Am Ende des Termins erließ das Amtsgericht einen Beschluss, in dem unter anderem der Vergleich zur Regelung des Umgangs gerichtlich gebilligt wurde.
Dieser Beschluss wurde der Antragstellerin am 21.06.2023 zugestellt. Gegen diesen Beschluss wendet sich die Antragstellerin mit ihrer Beschwerde mit dem Antrag, eine dem Kindeswohl entsprechende Umgangsregelung festzulegen.

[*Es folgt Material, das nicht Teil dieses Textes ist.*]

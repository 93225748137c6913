//! Configuration module for the image cleaner.
//!
//! Settings are resolved once at startup into a [`CleanerConfig`] that is then
//! passed by reference to every component. Sources, lowest precedence first:
//!
//! 1. Built-in defaults
//! 2. An optional TOML file, with `${VAR_NAME}` interpolation
//! 3. Environment variables (`YC_KEEP_IMAGES_COUNT`, `YC_COMPUTE_ENDPOINT`, ...)
//!
//! Account credentials are never read from the file; they are discovered from
//! the environment by [`crate::accounts`].
//!
//! # Example
//!
//! ```toml
//! [retention]
//! keep_count = 30
//! max_deletions_per_run = 500
//!
//! [endpoints]
//! use_custom_resolver = true
//! compute = "${COMPUTE_PRIVATE_ENDPOINT}"
//!
//! [observability.logging]
//! format = "json"
//! ```

mod endpoints;
pub mod env;
mod observability;
mod providers;
mod retention;

use std::{path::Path, sync::LazyLock};

pub use endpoints::*;
use env::EnvSource;
pub use observability::*;
pub use providers::*;
use regex::Regex;
pub use retention::*;
use serde::{Deserialize, Serialize};

/// Root configuration.
///
/// All sections are optional with sensible defaults, so an empty file (or no
/// file at all) is a valid configuration.
#[derive(Debug, Clone, Default, Serialize, Deserialize)]
#[serde(deny_unknown_fields)]
pub struct CleanerConfig {
    /// Retention policy and deletion budget.
    #[serde(default)]
    pub retention: RetentionConfig,

    /// Self-scheduling interval for `daemon` mode.
    #[serde(default)]
    pub schedule: ScheduleConfig,

    /// Process-wide endpoint defaults.
    #[serde(default)]
    pub endpoints: EndpointsConfig,

    /// HTTP client and retry settings.
    #[serde(default)]
    pub provider: ProviderConfig,

    /// Logging and metrics.
    #[serde(default)]
    pub observability: ObservabilityConfig,
}

impl CleanerConfig {
    /// Resolve the full configuration: defaults, then the optional file, then
    /// environment overrides. The result is validated.
    pub fn load(path: Option<&Path>, env: &dyn EnvSource) -> Result<Self, ConfigError> {
        let mut config = match path {
            Some(path) => Self::from_file(path, env)?,
            None => Self::default(),
        };
        config.apply_env(env)?;
        config.validate()?;
        Ok(config)
    }

    /// Load configuration from a TOML file.
    ///
    /// Environment variables in the format `${VAR_NAME}` are expanded.
    /// Missing variables cause an error.
    pub fn from_file(path: impl AsRef<Path>, env: &dyn EnvSource) -> Result<Self, ConfigError> {
        let contents = std::fs::read_to_string(path.as_ref())
            .map_err(|e| ConfigError::Io(e, path.as_ref().to_path_buf()))?;

        Self::from_str(&contents, env)
    }

    /// Parse configuration from a TOML string.
    pub fn from_str(contents: &str, env: &dyn EnvSource) -> Result<Self, ConfigError> {
        let expanded = expand_env_vars(contents, env)?;
        let config: CleanerConfig = toml::from_str(&expanded).map_err(ConfigError::Parse)?;
        Ok(config)
    }

    /// Apply environment variable overrides on top of the current values.
    pub fn apply_env(&mut self, env: &dyn EnvSource) -> Result<(), ConfigError> {
        self.retention.apply_env(env)?;
        self.endpoints.apply_env(env)?;
        Ok(())
    }

    /// Validate the configuration for consistency and completeness.
    pub fn validate(&self) -> Result<(), ConfigError> {
        self.retention.validate()?;
        self.schedule.validate()?;
        if self.provider.timeout_secs == 0 {
            return Err(ConfigError::Validation(
                "provider.timeout_secs must be greater than 0".into(),
            ));
        }
        Ok(())
    }
}

/// Configuration errors.
#[derive(Debug, thiserror::Error)]
pub enum ConfigError {
    #[error("Failed to read config file {1}: {0}")]
    Io(std::io::Error, std::path::PathBuf),

    #[error("Failed to parse config: {0}")]
    Parse(#[from] toml::de::Error),

    #[error("Environment variable not found: {0}")]
    EnvVarNotFound(String),

    #[error("Invalid value {value:?} for {name}: expected {expected}")]
    InvalidValue {
        name: String,
        value: String,
        expected: &'static str,
    },

    #[error("Configuration validation error: {0}")]
    Validation(String),
}

static ENV_VAR_PATTERN: LazyLock<Regex> =
    LazyLock::new(|| Regex::new(r"\$\{([^}]+)\}").expect("env var pattern is a valid regex"));

/// Expand environment variables in the format `${VAR_NAME}`.
/// Skips commented text (anything after a `#` on the same line).
fn expand_env_vars(input: &str, env: &dyn EnvSource) -> Result<String, ConfigError> {
    let mut result = String::with_capacity(input.len());

    for line in input.lines() {
        let comment_pos = line.find('#');

        let mut line_result = String::with_capacity(line.len());
        let mut last_end = 0;

        for cap in ENV_VAR_PATTERN.captures_iter(line) {
            let Some(whole) = cap.get(0) else {
                continue;
            };

            if let Some(pos) = comment_pos
                && whole.start() >= pos
            {
                continue;
            }

            line_result.push_str(&line[last_end..whole.start()]);

            let var_name = &cap[1];
            let value = env
                .var(var_name)
                .ok_or_else(|| ConfigError::EnvVarNotFound(var_name.to_string()))?;
            line_result.push_str(&value);

            last_end = whole.end();
        }

        line_result.push_str(&line[last_end..]);
        result.push_str(&line_result);
        result.push('\n');
    }

    // Remove trailing newline if input didn't have one
    if !input.ends_with('\n') && result.ends_with('\n') {
        result.pop();
    }

    Ok(result)
}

Zur Begründung ihrer Beschwerde führt die Mutter aus:
Die in § 3 getroffene Umgangsregelung entspreche nicht dem Kindeswohl. Die Regelung weise zudem keinen vollstreckungsfähigen Inhalt aus. Die vorgesehenen Umgangskontakte seien aufgrund der Weigerung des Kindes bislang gescheitert. Hinter der Weigerung stehe der Vater, der das Kind massiv beeinflusse und gegen seine Mutter aufbringe. Sie werde im Haushalt des Vaters geradezu dämonisiert. Der Sohn werde täglich damit konfrontiert, dass er keinen Kontakt zu seiner Mutter haben soll, da diese die Beziehung zum Vater beendet habe. Dabei habe vorher zwischen ihr und ihrem Sohn eine ausgesprochen enge Bindung bestanden. Daher sei F. anfangs auch zuerst mit ihr ausgezogen, um noch am selben Tag vom Vater unter einem Vorwand wieder abgeholt zu werden. Seither sei es erst einmal zu einem Umgangskontakt gekommen. Der Vater sei bindungsintolerant, F. befinde sich in einem Loyalitätskonflikt.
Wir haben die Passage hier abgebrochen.